Lee H. GROSS and Lee Gross, P.A., Appellants, v. HOME EXPANDED CORPORATION, d/b/a Expanded Mortgage Credit, Appellee.
Appellants, Lee H. Gross and Lee Gross, P.A., appeal the trial court's final judgment granting summary judgment in favor of appellee, Home Loan Corporation d/b/a Expanded Mortgage Credit (“Home Loan”). We hold that the trial court erred in granting final summary judgment where material issues of fact existed and therefore reverse the decision below.
Appellants acted as the settlement agents in several closings for homes and, during each closing, purported clients falsely executed and delivered notes and mortgages to Home Loan. The identifiable purported clients came forward and provided that they were never involved with Home Loan or Gross, P.A. and did not execute promissory notes or mortgages, nor authorized anyone to do so on their behalves. Home Loan filed its original complaint against Gross and several other parties and later amended the complaint to join additional defendants. Home Loan filed its first request for admissions, but Gross denied ever receiving the request, even after he specifically asked that it be re-sent by Home Loan. Home Loan filed second, third, and fourth amended complaints, and Gross filed his answer and affirmative defenses to the fourth amended complaint. Home Loan then filed a motion for summary judgment against Gross. Gross, in his response in opposition to Home Loan's motion for summary judgment, alleged that he had nothing to do with any of the transactions and that his signature was forged on all of the documents. After the hearing, summary judgment was granted in favor of Home Loan. This appeal followed.
“The standard of review for summary judgments is de novo.” Fla. Dep't of Revenue v. Seminole Tribe of Fla., 65 So.3d 1094, 1096 (Fla. 4th DCA 2011). For summary judgment to be entered in favor of the moving party, there must be no genuine issue of material fact and the moving party must be “entitled to a judgment as a matter of law.” Volusia Cnty. v. Aberdeen at Ormond Beach, L . P., 760 So.2d 126, 130 (Fla.2000). The court may look to “pleadings, depositions, answers to interrogatories, admissions, affidavits, and other materials” to determine the absence of genuine issue of material fact. Fla. R. Civ. P. 1.510(c). The burden is on the movant to show an absence of genuine issue of material fact. Frost v. Regions Bank, 15 So.3d 905, 906 (Fla. 4th DCA 2009).
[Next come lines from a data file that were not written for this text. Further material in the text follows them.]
//! In-memory vector store provider implementation
//!
//! Provides an in-memory vector storage backend for development and testing.
//! Data is not persisted and will be lost on restart.

use super::collection::{StoredCollection, collection_not_found, missing_collection_stats};
use crate::utils::MetadataFilter;
use async_trait::async_trait;
use dashmap::DashMap;
use dashmap::mapref::entry::Entry;
use serde_json::Value;
use std::collections::HashMap;
use std::sync::Arc;
use vecgate_domain::error::{Error, Result};
use vecgate_domain::ports::providers::{VectorStoreAdmin, VectorStoreProvider};
use vecgate_domain::value_objects::{Embedding, SearchResult};

const PROVIDER_NAME: &str = "memory";

/// In-memory vector store provider
///
/// Stores vectors and metadata in memory using concurrent hash maps.
/// Useful for development and testing where persistence is not required.
pub struct InMemoryVectorStoreProvider {
    collections: Arc<DashMap<String, StoredCollection>>,
}

impl InMemoryVectorStoreProvider {
    /// Create a new in-memory vector store provider
    pub fn new() -> Self {
        Self {
            collections: Arc::new(DashMap::new()),
        }
    }
}

impl Default for InMemoryVectorStoreProvider {
    fn default() -> Self {
        Self::new()
    }
}

#[async_trait]
impl VectorStoreAdmin for InMemoryVectorStoreProvider {
    async fn collection_exists(&self, name: &str) -> Result<bool> {
        Ok(self.collections.contains_key(name))
    }

    async fn get_stats(&self, collection: &str) -> Result<HashMap<String, Value>> {
        Ok(match self.collections.get(collection) {
            Some(coll) => coll.stats(collection, PROVIDER_NAME),
            None => missing_collection_stats(collection, PROVIDER_NAME),
        })
    }

    async fn flush(&self, _collection: &str) -> Result<()> {
        // No-op for in-memory store
        Ok(())
    }
}

#[async_trait]
impl VectorStoreProvider for InMemoryVectorStoreProvider {
    async fn create_collection(&self, name: &str, dimensions: usize) -> Result<()> {
        match self.collections.entry(name.to_string()) {
            Entry::Occupied(_) => Err(Error::vector_db(format!(
                "Collection '{name}' already exists"
            ))),
            Entry::Vacant(slot) => {
                slot.insert(StoredCollection::new(dimensions));
                Ok(())
            }
        }
    }

    async fn delete_collection(&self, name: &str) -> Result<()> {
        self.collections.remove(name);
        Ok(())
    }

    async fn insert_vectors(
        &self,
        collection: &str,
        vectors: &[Embedding],
        metadata: Vec<HashMap<String, Value>>,
    ) -> Result<Vec<String>> {
        let mut coll = self
            .collections
            .get_mut(collection)
            .ok_or_else(|| collection_not_found(collection))?;
        coll.insert(vectors, metadata)
    }

    async fn search_similar(
        &self,
        collection: &str,
        query_vector: &[f32],
        limit: usize,
        filter: Option<&str>,
    ) -> Result<Vec<SearchResult>> {
        let filter = MetadataFilter::parse(filter)?;
        // Return empty results for non-existent collections (graceful degradation)
        let Some(coll) = self.collections.get(collection) else {
            return Ok(Vec::new());
        };
        coll.search(query_vector, limit, filter.as_ref())
    }

    async fn delete_vectors(&self, collection: &str, ids: &[String]) -> Result<()> {
        let mut coll = self
            .collections
            .get_mut(collection)
            .ok_or_else(|| collection_not_found(collection))?;
        coll.delete(ids);
        Ok(())
    }

    async fn get_vectors_by_ids(
        &self,
        collection: &str,
        ids: &[String],
    ) -> Result<Vec<SearchResult>> {
        let coll = self
            .collections
            .get(collection)
            .ok_or_else(|| collection_not_found(collection))?;
        Ok(coll.get(ids))
    }

    async fn list_vectors(&self, collection: &str, limit: usize) -> Result<Vec<SearchResult>> {
        let coll = self
            .collections
            .get(collection)
            .ok_or_else(|| collection_not_found(collection))?;
        Ok(coll.list(limit))
    }
}

// ============================================================================
// Auto-registration via linkme distributed slice
// ============================================================================

use vecgate_application::ports::registry::{
    VECTOR_STORE_PROVIDERS, VectorStoreProviderConfig, VectorStoreProviderEntry,
};
use vecgate_domain::value_objects::BackendKind;

/// Factory function for creating in-memory vector store provider instances.
fn in_memory_vector_store_factory(
    _config: &VectorStoreProviderConfig,
) -> Result<Arc<dyn VectorStoreProvider>> {
    Ok(Arc::new(InMemoryVectorStoreProvider::new()))
}

#[linkme::distributed_slice(VECTOR_STORE_PROVIDERS)]
static MEMORY_PROVIDER: VectorStoreProviderEntry = VectorStoreProviderEntry {
    kind: BackendKind::Memory,
    description: "In-memory vector store (fast, non-persistent)",
    factory: in_memory_vector_store_factory,
};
Gross argued that the pleadings and affidavit in opposition to Home Loan's motion for summary judgment exhibited genuine issues of material fact that should have precluded summary judgment. In Gross' affidavit, he alleged that he assisted a suspended Georgia attorney, George Garcia, with a title company Garcia owned. Gross averred that he acted as an agent for Garcia's company, but he never completed any loan closing documents himself and that the signatures on any documents purporting to contain his signature were obtained under false pretenses and misrepresentations by Garcia. Gross further contended he had no knowledge of any of the occurrences in the complaint and that all transactions occurred without his consent or knowledge. Gross also stated that he would have responded to the request for admissions had he been made aware of that request. Home Loan contended that Gross actually met with clients, acted as the title company's agent, created falsified closing documents, and hosted closings where Gross oversaw the settlements.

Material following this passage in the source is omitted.